- Opening Delimiter -

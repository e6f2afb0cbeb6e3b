use rust_decimal::Decimal;
use serde::{Deserialize, Serialize};

use crate::format::{CURRENCY, format_fcfa_amount};

/// One marginal band of the income-tax schedule.
///
/// The band covers the half-open interval `[lower_bound, upper_bound)`; a
/// missing `upper_bound` means the band is unbounded.
#[derive(Debug, Clone, PartialEq, Eq, Serialize, Deserialize)]
pub struct TaxBracket {
    pub lower_bound: Decimal,
    pub upper_bound: Option<Decimal>,
    pub rate: Decimal,
}

impl TaxBracket {
    pub fn new(
        lower_bound: Decimal,
        upper_bound: Option<Decimal>,
        rate: Decimal,
    ) -> Self {
        Self {
            lower_bound,
            upper_bound,
            rate,
        }
    }

    /// Portion of `gross` that falls inside this band.
    pub fn taxable_slice(
        &self,
        gross: Decimal,
    ) -> Decimal {
        if gross <= self.lower_bound {
            return Decimal::ZERO;
        }
        let ceiling = match self.upper_bound {
            Some(upper) if upper < gross => upper,
            _ => gross,
        };
        ceiling - self.lower_bound
    }

    /// Whether a salary of `gross` is fully allocated once this band is taxed.
    pub fn covers(
        &self,
        gross: Decimal,
    ) -> bool {
        self.upper_bound.is_none_or(|upper| gross <= upper)
    }

    /// Human-readable band label, e.g. `"60.000 - 150.000 fCFA"`.
    pub fn label(&self) -> String {
        match self.upper_bound {
            Some(upper) if self.lower_bound.is_zero() => {
                format!("<= {} {CURRENCY}", format_fcfa_amount(upper))
            }
            None => format!("> {} {CURRENCY}", format_fcfa_amount(self.lower_bound)),
            Some(upper) => format!(
                "{} - {} {CURRENCY}",
                format_fcfa_amount(self.lower_bound),
                format_fcfa_amount(upper)
            ),
        }
    }
}
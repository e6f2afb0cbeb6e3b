//! Command-line front end for the salary calculator: configuration,
//! logging setup and rendering around `salary-core`.

pub mod app;
pub mod config;
pub mod logging;
pub mod render;
pub mod utils;

pub use app::{AppError, Calculator, Mode};
pub use config::{AppConfig, ConfigError};
pub use render::OutputFormat;
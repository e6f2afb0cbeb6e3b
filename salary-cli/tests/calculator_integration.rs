//! End-to-end checks of the calculator built from on-disk configuration and
//! schedule fixtures.

use std::path::{Path, PathBuf};

use pretty_assertions::assert_eq;
use rust_decimal_macros::dec;
use salary_cli::render::{OutputFormat, render_breakdown, render_inversion, render_limits};
use salary_cli::{AppConfig, AppError, Calculator};
use salary_core::LimitError;

fn fixture(name: &str) -> PathBuf {
    Path::new(env!("CARGO_MANIFEST_DIR"))
        .join("tests")
        .join("fixtures")
        .join(name)
}

fn fixture_config() -> AppConfig {
    let mut config = AppConfig::load(Some(&fixture("salary.toml"))).expect("fixture config should load");
    config.schedule_file = Some(fixture("flat_brackets.csv"));
    config
}

#[test]
fn test_fixture_config_is_loaded() {
    let config = fixture_config();

    assert_eq!(config.max_gross_salary, dec!(1000000));
    assert_eq!(config.contribution_rate, dec!(0.05));
    assert_eq!(config.log_level, "debug");
    assert_eq!(config.solver.min_step, dec!(0));
    assert_eq!(config.solver.max_iterations, 100);
}

#[test]
fn test_custom_schedule_gross_to_net() {
    let calc = Calculator::from_config(&fixture_config()).unwrap();

    // 200000: contribution 10000, tax 20% of 100000.
    let report = calc.gross_to_net(dec!(200000)).unwrap();

    assert_eq!(report.total_contributions, 10000);
    assert_eq!(report.total_income_tax, 20000);
    assert_eq!(report.net_salary, 170000);
    assert_eq!(report.brackets.len(), 2);
    assert_eq!(report.brackets[1].rate, "20%");
}

#[test]
fn test_custom_schedule_limits_are_derived() {
    let calc = Calculator::from_config(&fixture_config()).unwrap();

    // 1000000 - 50000 - 180000
    assert_eq!(calc.limits().max_net(), dec!(770000));
}

#[test]
fn test_custom_schedule_net_to_gross_round_trip() {
    let calc = Calculator::from_config(&fixture_config()).unwrap();

    let report = calc.net_to_gross(dec!(170000)).unwrap();

    assert!(report.converged);
    assert!((report.required_gross - 200000).abs() <= 2, "{report:?}");
    assert!((report.net_salary - 170000).abs() <= 1, "{report:?}");
}

#[test]
fn test_over_limit_is_rejected() {
    let calc = Calculator::from_config(&fixture_config()).unwrap();

    let err = calc.net_to_gross(dec!(770001)).unwrap_err();

    assert!(matches!(err, AppError::Limit(LimitError::NetTooHigh { .. })));
    assert!(err.to_string().contains("770.000 fCFA"), "{err}");
}

#[test]
fn test_missing_schedule_file_is_reported() {
    let config = AppConfig {
        schedule_file: Some(fixture("missing.csv")),
        ..AppConfig::default()
    };

    let err = Calculator::from_config(&config).unwrap_err();

    assert!(matches!(err, AppError::Schedule(_)));
    assert!(err.to_string().contains("missing.csv"));
}

#[test]
fn test_builtin_schedule_renders_both_directions() {
    let calc = Calculator::from_config(&AppConfig::default()).unwrap();

    let gross = calc.gross_to_net(dec!(600000)).unwrap();
    let table = render_breakdown(&gross, OutputFormat::Table).unwrap();
    assert!(table.contains("Salaire net         : 476.900 fCFA"), "{table}");

    let net = calc.net_to_gross(dec!(476900)).unwrap();
    let json = render_inversion(&net, OutputFormat::Json).unwrap();
    let value: serde_json::Value = serde_json::from_str(&json).unwrap();
    assert_eq!(value["salaire_net_desire"], 476900);
    assert!(value["converge"].is_boolean());
}

#[test]
fn test_limits_report_describes_custom_schedule() {
    let calc = Calculator::from_config(&fixture_config()).unwrap();

    let json = render_limits(calc.limits(), calc.schedule(), OutputFormat::Json).unwrap();
    let value: serde_json::Value = serde_json::from_str(&json).unwrap();

    assert_eq!(value["salaire_brut_max"], 1000000);
    assert_eq!(value["salaire_net_max"], 770000);
    assert_eq!(value["taux_cotisation_sociale"], "5.0%");
    assert_eq!(value["nombre_tranches"], 2);
}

- Closing Delimiter -

__WORK REQUEST__
The reply should be a precise retyping of all the data.

__WRITTEN REPLY__
repository e6f2afb0cbeb6e3b
use rust_decimal::Decimal;
use serde::{Deserialize, Serialize};

use crate::format::{CURRENCY, format_fcfa_amount};

/// One marginal band of the income-tax schedule.
///
/// The band covers the half-open interval `[lower_bound, upper_bound)`; a
/// missing `upper_bound` means the band is unbounded.
#[derive(Debug, Clone, PartialEq, Eq, Serialize, Deserialize)]
pub struct TaxBracket {
    pub lower_bound: Decimal,
    pub upper_bound: Option<Decimal>,
    pub rate: Decimal,
}

impl TaxBracket {
    pub fn new(
        lower_bound: Decimal,
        upper_bound: Option<Decimal>,
        rate: Decimal,
    ) -> Self {
        Self {
            lower_bound,
            upper_bound,
            rate,
        }
    }

    /// Portion of `gross` that falls inside this band.
    pub fn taxable_slice(
        &self,
        gross: Decimal,
    ) -> Decimal {
        if gross <= self.lower_bound {
            return Decimal::ZERO;
        }
        let ceiling = match self.upper_bound {
            Some(upper) if upper < gross => upper,
            _ => gross,
        };
        ceiling - self.lower_bound
    }

    /// Whether a salary of `gross` is fully allocated once this band is taxed.
    pub fn covers(
        &self,
        gross: Decimal,
    ) -> bool {
        self.upper_bound.is_none_or(|upper| gross <= upper)
    }

    /// Human-readable band label, e.g. `"60.000 - 150.000 fCFA"`.
    pub fn label(&self) -> String {
        match self.upper_bound {
            Some(upper) if self.lower_bound.is_zero() => {
                format!("<= {} {CURRENCY}", format_fcfa_amount(upper))
            }
            None => format!("> {} {CURRENCY}", format_fcfa_amount(self.lower_bound)),
            Some(upper) => format!(
                "{} - {} {CURRENCY}",
                format_fcfa_amount(self.lower_bound),
                format_fcfa_amount(upper)
            ),
        }
    }
}
repository e6f2afb0cbeb6e3b
//! Command-line front end for the salary calculator: configuration,
//! logging setup and rendering around `salary-core`.

pub mod app;
pub mod config;
pub mod logging;
pub mod render;
pub mod utils;

pub use app::{AppError, Calculator, Mode};
pub use config::{AppConfig, ConfigError};
pub use render::OutputFormat;
repository e6f2afb0cbeb6e3b
filename salary-cli/tests/calculator_integration.rs
//! End-to-end checks of the calculator built from on-disk configuration and
//! schedule fixtures.

use std::path::{Path, PathBuf};

use pretty_assertions::assert_eq;
use rust_decimal_macros::dec;
use salary_cli::render::{OutputFormat, render_breakdown, render_inversion, render_limits};
use salary_cli::{AppConfig, AppError, Calculator};
use salary_core::LimitError;

fn fixture(name: &str) -> PathBuf {
    Path::new(env!("CARGO_MANIFEST_DIR"))
        .join("tests")
        .join("fixtures")
        .join(name)
}

fn fixture_config() -> AppConfig {
    let mut config = AppConfig::load(Some(&fixture("salary.toml"))).expect("fixture config should load");
    config.schedule_file = Some(fixture("flat_brackets.csv"));
    config
}

#[test]
fn test_fixture_config_is_loaded() {
    let config = fixture_config();

    assert_eq!(config.max_gross_salary, dec!(1000000));
    assert_eq!(config.contribution_rate, dec!(0.05));
    assert_eq!(config.log_level, "debug");
    assert_eq!(config.solver.min_step, dec!(0));
    assert_eq!(config.solver.max_iterations, 100);
}

#[test]
fn test_custom_schedule_gross_to_net() {
    let calc = Calculator::from_config(&fixture_config()).unwrap();

    // 200000: contribution 10000, tax 20% of 100000.
    let report = calc.gross_to_net(dec!(200000)).unwrap();

    assert_eq!(report.total_contributions, 10000);
    assert_eq!(report.total_income_tax, 20000);
    assert_eq!(report.net_salary, 170000);
    assert_eq!(report.brackets.len(), 2);
    assert_eq!(report.brackets[1].rate, "20%");
}

#[test]
fn test_custom_schedule_limits_are_derived() {
    let calc = Calculator::from_config(&fixture_config()).unwrap();

    // 1000000 - 50000 - 180000
    assert_eq!(calc.limits().max_net(), dec!(770000));
}

#[test]
fn test_custom_schedule_net_to_gross_round_trip() {
    let calc = Calculator::from_config(&fixture_config()).unwrap();

    let report = calc.net_to_gross(dec!(170000)).unwrap();

    assert!(report.converged);
    assert!((report.required_gross - 200000).abs() <= 2, "{report:?}");
    assert!((report.net_salary - 170000).abs() <= 1, "{report:?}");
}

#[test]
fn test_over_limit_is_rejected() {
    let calc = Calculator::from_config(&fixture_config()).unwrap();

    let err = calc.net_to_gross(dec!(770001)).unwrap_err();

    assert!(matches!(err, AppError::Limit(LimitError::NetTooHigh { .. })));
    assert!(err.to_string().contains("770.000 fCFA"), "{err}");
}

#[test]
fn test_missing_schedule_file_is_reported() {
    let config = AppConfig {
        schedule_file: Some(fixture("missing.csv")),
        ..AppConfig::default()
    };

    let err = Calculator::from_config(&config).unwrap_err();

    assert!(matches!(err, AppError::Schedule(_)));
    assert!(err.to_string().contains("missing.csv"));
}

#[test]
fn test_builtin_schedule_renders_both_directions() {
    let calc = Calculator::from_config(&AppConfig::default()).unwrap();

    let gross = calc.gross_to_net(dec!(600000)).unwrap();
    let table = render_breakdown(&gross, OutputFormat::Table).unwrap();
    assert!(table.contains("Salaire net         : 476.900 fCFA"), "{table}");

    let net = calc.net_to_gross(dec!(476900)).unwrap();
    let json = render_inversion(&net, OutputFormat::Json).unwrap();
    let value: serde_json::Value = serde_json::from_str(&json).unwrap();
    assert_eq!(value["salaire_net_desire"], 476900);
    assert!(value["converge"].is_boolean());
}

#[test]
fn test_limits_report_describes_custom_schedule() {
    let calc = Calculator::from_config(&fixture_config()).unwrap();

    let json = render_limits(calc.limits(), calc.schedule(), OutputFormat::Json).unwrap();
    let value: serde_json::Value = serde_json::from_str(&json).unwrap();

    assert_eq!(value["salaire_brut_max"], 1000000);
    assert_eq!(value["salaire_net_max"], 770000);
    assert_eq!(value["taux_cotisation_sociale"], "5.0%");
    assert_eq!(value["nombre_tranches"], 2);
}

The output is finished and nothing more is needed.